Trump dedica su discurso del 4 de julio a exaltar el poder militar de EE UU

Trump aplaude los sobrevuelos de aviones militares durante su 'Saludo a América' en la capital federal de EE UU. :: tasos katopodis/ afp/
Trump aplaude los sobrevuelos de aviones militares durante su 'Saludo a América' en la capital federal de EE UU. :: tasos katopodis/ afp

La alocución presidencial, deslucida por la lluvia, careció de ideas o planes, más allá de una confusa alusión a plantar la bandera en Marte

MERCEDES GALLEGONUEVA YORK.

Depende del ángulo y del canal en que se viera, Washington DC disfrutó la noche del jueves del primer desfile militar del Día de la Independencia con un 'Saludo a América' bajo la lluvia o en un «hermoso día», como diría Donald Trump. Por supuesto, el 'live-stream' de la Casa Blanca ofrecía un ángulo abierto que cuadraba con la narrativa del presidente, mientras que la cadena CNN se enfocaba en las gotas de lluvia que corrían por el cristal antibalas que protegía al mandatario.

La oda a la excepcionalidad estadounidense duró una hora y dejó a los miles de ciudadanos que aplaudían y coreaban «U-S-A» en el Lincoln Memorial convencidos de que tienen «los mejores soldados sobre la faz de la Tierra», les dijo el presidente. En realidad los modelos que volaron sobre el Mall de Washington de cuatro en cuatro no justificarían la multimillonaria inversión en armamento que hace EE UU, un país que gasta en Defensa más que los siguientes ocho juntos. Pero como dijo el exvicepresidente y candidato a la nominación demócrata Joe Biden, esos cazas, helicópteros y los cuatro tanques de muestra que posaban entre el público solo tenían por misión «acariciarle el ego» a Trump.

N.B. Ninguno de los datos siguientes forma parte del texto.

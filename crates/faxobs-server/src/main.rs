//! # Faxobs Replay Server
//!
//! Serves the faxobs interface from memory and replays calls read from stdin.
//!
//! ## Usage
//! ```bash
//! # GetVersion, then the reserved opnum
//! printf '1\n30 00\n' | cargo run --package faxobs-server -- --config faxobs.toml
//! ```

use std::path::PathBuf;
use std::sync::Arc;

use anyhow::{Context, Result};
use clap::Parser;
use msrpc_dispatch::{CancellationHandle, Registry};
use msrpc_faxobs::{FAXOBS_SYNTAX_V4_0, register_faxobs_server_with_codec};
use tokio::io::BufReader;
use tracing::{info, warn};
use tracing_subscriber::EnvFilter;

use faxobs_server::{MemoryFaxServer, ServerConfig, replay};

#[derive(Parser, Debug)]
#[command(name = "faxobs-server")]
#[command(about = "In-memory faxobs server replaying calls from stdin")]
struct Args {
    /// Path to the TOML config file
    #[arg(long, default_value = "faxobs.toml")]
    config: PathBuf,

    /// Log filter, overrides the configured level
    #[arg(long)]
    log_level: Option<String>,
}

#[tokio::main]
async fn main() -> Result<()> {
    let args = Args::parse();
    let config = ServerConfig::load(&args.config)
        .with_context(|| format!("loading {}", args.config.display()))?;

    let level = args.log_level.as_deref().unwrap_or(&config.log_level);
    let filter = match EnvFilter::try_from_default_env() {
        Ok(filter) => filter,
        Err(_) => EnvFilter::try_new(level).with_context(|| format!("invalid log level '{}'", level))?,
    };
    tracing_subscriber::fmt()
        .with_env_filter(filter)
        .with_writer(std::io::stderr)
        .init();

    let server = Arc::new(MemoryFaxServer::new(&config));
    let mut registry = Registry::new();
    register_faxobs_server_with_codec(&mut registry, server, config.codec())?;
    info!(
        syntax = %FAXOBS_SYNTAX_V4_0,
        version = %config.server.version,
        max_stub_size = config.max_stub_size,
        "faxobs server ready"
    );

    let shutdown = CancellationHandle::new();
    let signal = shutdown.clone();
    tokio::spawn(async move {
        if tokio::signal::ctrl_c().await.is_ok() {
            warn!("interrupt received, stopping replay");
            signal.cancel();
        }
    });

    let stats = replay::run(
        &registry,
        FAXOBS_SYNTAX_V4_0,
        BufReader::new(tokio::io::stdin()),
        tokio::io::stdout(),
        &shutdown,
    )
    .await?;

    info!(
        calls = stats.calls(),
        replies = stats.replies,
        no_replies = stats.no_replies,
        errors = stats.errors,
        "replay finished"
    );
    Ok(())
}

Si se escuchaba Fox, «ya era hora de que alguien rindiera homenaje a las fuerzas armadas», que tanto han hecho por el país y por el mundo. Si era CNN, la vulgar «clase de historia» que dio el presidente en su discurso, «propia de octavo de Primaria», lamentó un asesor militar, era un intento de apropiarse de la popularidad de las fuerzas armadas. Había también muchas mentiras históricas, como la de que los marines han erradicado el califato del Estado Islámico, que ni está erradicado ni fue una hazaña estadounidense.

Entorno de odio

De planes e ideas para el futuro no se oyó nada, salvo que muy pronto Estados Unidos plantará una bandera en Marte como lo hizo en la Luna hace medio siglo. El 'America First' dio paso al excepcionalismo americano y finalmente a la superioridad absoluta de EE UU. «No podemos olvidarnos nunca de que somos estadounidenses y de que el futuro nos pertenece», les adoctrinó Trump. «Para los estadounidenses nada es imposible».

Analistas e historiadores veían el espectáculo con tristeza al recordar que precisamente los padres fundadores desconfiaban de la superioridad militar y prefirieron montar el nuevo país en torno a las ideas, que en la noche de Washington brillaron por su ausencia. La Policía se encargó de detener a los que quemaban banderas en ese entorno de odio que se ha creado alrededor de un 4 de julio «verdaderamente histórico», subrayó Trump orgulloso.

La 'extravaganza' costó a las arcas de Parques Nacionales 2,5 millones de dólares (2,2 millones de euros) sacados de las entradas de los visitantes, que debían haber sido destinados al mantenimiento de las instalaciones, y al Pentágono ni se sabe. «Muy poco en comparación de lo que vale», zanjó Trump.